To the east of the Litani River in Lebanon’s Beqaa Valley, about 85km northeast of Beirut, lies the city of Baalbek. Once known as Heliopolis (the City of the Sun), Baalbek remains entangled in many mysteries and mythologies: here, the Greeks and Romans once built temples for their deities and in ancient times, pilgrims congregated to worship the Phoenician sky-god Baal and his consort Astarte, the Queen of Heaven.
Lying remotely within its semi-arid landscape is the aptly named Villa Chams (meaning ‘sun’ in Arabic) – a rectangular structure that blends with its surroundings while remaining monumental in its architecture, much like the temples that grace the historic city.
The private residence was designed by architect Carl Gerges – better known as the drummer of Lebanese rock band Mashrou’ Leila, which played its first big concert in the Temple of Bacchus, part of the Baalbek temple complex. Perhaps a little-known fact, the band members met while studying architecture at the American University of Beirut, and Gerges had since completed his own apartment in the Lebanese capital. While he is working on other projects in Lebanon, Villa Chams is the first completed project under his eponymous architecture studio.
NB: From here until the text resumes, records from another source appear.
use pipefish::geom::point;
use pipefish::{
    Block, BlockRegistry, Endpoint, Grid, Link, LinkRef, LinkRegistry, PointData,
    recalculate_all_routes,
};

fn approx(a: f64, b: f64) -> bool {
    (a - b).abs() < 1e-9
}

#[test]
fn point_data_builds_a_monotonic_percentage_table() {
    let data = PointData::from_points(vec![
        point(0.0, 0.0),
        point(0.0, 30.0),
        point(40.0, 30.0),
        point(40.0, 60.0),
    ]);
    assert!(approx(data.total_length, 100.0));
    assert_eq!(data.lengths.len(), 3);
    assert_eq!(data.percentages.len(), 4);
    assert!(approx(data.percentages[0], 0.0));
    assert!(approx(data.percentages[1], 0.3));
    assert!(approx(data.percentages[2], 0.7));
    assert!(approx(data.percentages[3], 1.0));
    for pair in data.percentages.windows(2) {
        assert!(pair[0] <= pair[1]);
    }
}

#[test]
fn point_data_handles_degenerate_paths() {
    let empty = PointData::from_points(Vec::new());
    assert!(empty.percentages.is_empty());
    assert!(approx(empty.total_length, 0.0));

    let single = PointData::from_points(vec![point(5.0, 5.0)]);
    assert_eq!(single.percentages, vec![0.0]);
    assert!(approx(single.total_length, 0.0));

    // Coincident points: zero total length, no NaN percentages.
    let coincident = PointData::from_points(vec![point(5.0, 5.0), point(5.0, 5.0)]);
    assert!(approx(coincident.total_length, 0.0));
    assert!(coincident.percentages.iter().all(|p| p.is_finite()));
}

#[test]
fn order_preferences_measure_net_displacement() {
    let grid = Grid::default();
    let mut blocks = BlockRegistry::new();
    let a = blocks.add(Block::new(0, 0, 1, "a")).unwrap();
    let b = blocks.add(Block::new(2, 2, 1, "b")).unwrap();
    let mut links = LinkRegistry::new();
    let id = links
        .add(Link::new(Endpoint::new(a, 0), Endpoint::new(b, 0)))
        .unwrap();

    let routes = recalculate_all_routes(&grid, &blocks, &links).unwrap();
    let prefs = routes.stored(id).unwrap().order_preferences();
    assert_eq!(prefs.horizontal, 4);
    assert_eq!(prefs.vertical, 4);
}

#[test]
fn routes_serialize_with_waypoints_and_cells() {
    let grid = Grid::default();
    let mut blocks = BlockRegistry::new();
    let a = blocks.add(Block::new(0, 0, 1, "a")).unwrap();
    let b = blocks.add(Block::new(0, 1, 1, "b")).unwrap();
    let mut links = LinkRegistry::new();
    let id = links
        .add(Link::new(Endpoint::new(a, 0), Endpoint::new(b, 0)))
        .unwrap();

    let routes = recalculate_all_routes(&grid, &blocks, &links).unwrap();
    let value = serde_json::to_value(routes.route(LinkRef::Stored(id)).unwrap()).unwrap();
    assert_eq!(value["waypoints"][0]["pos"]["col"], 0);
    assert_eq!(value["waypoints"][0]["pos"]["row"], 0);
    assert_eq!(value["waypoints"][1]["pos"]["row"], 2);
    assert_eq!(value["all_cells"].as_array().unwrap().len(), 3);
}

#[test]
fn position_lookup_interpolates_and_rejects_out_of_range() {
    let grid = Grid::default();
    let mut blocks = BlockRegistry::new();
    let a = blocks.add(Block::new(0, 0, 1, "a")).unwrap();
    let b = blocks.add(Block::new(0, 2, 1, "b")).unwrap();
    let mut links = LinkRegistry::new();
    let id = links
        .add(Link::new(Endpoint::new(a, 0), Endpoint::new(b, 0)))
        .unwrap();

    // A straight vertical drop from (30, 30) to (30, 190).
    let routes = recalculate_all_routes(&grid, &blocks, &links).unwrap();
    let route = routes.stored(id).unwrap();

    let start = route.position_at_percentage(0.0).unwrap();
    assert!(approx(start.x, 30.0) && approx(start.y, 30.0));

    let end = route.position_at_percentage(1.0).unwrap();
    assert!(approx(end.x, 30.0) && approx(end.y, 190.0));

    let mid = route.position_at_percentage(0.25).unwrap();
    assert!(approx(mid.x, 30.0) && approx(mid.y, 70.0));

    assert!(route.position_at_percentage(-0.01).is_none());
    assert!(route.position_at_percentage(1.01).is_none());
}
At a distant glance, the single-shell structure grounds itself horizontally, while respectfully blending in with its wild landscape of rocks and native flora. Upon closer inspection, the building reveals a series of equidistant walls and columns that orchestrate a sense of rhythmic musicality formed on a rudimentary grid, featuring a series of introverted and open extensions.
The physical site of the building played a major role in informing the design, from its reddish façade – which is part earth found onsite and part concrete – to the landscaping which includes native Opuntia cacti, olive trees and rocks.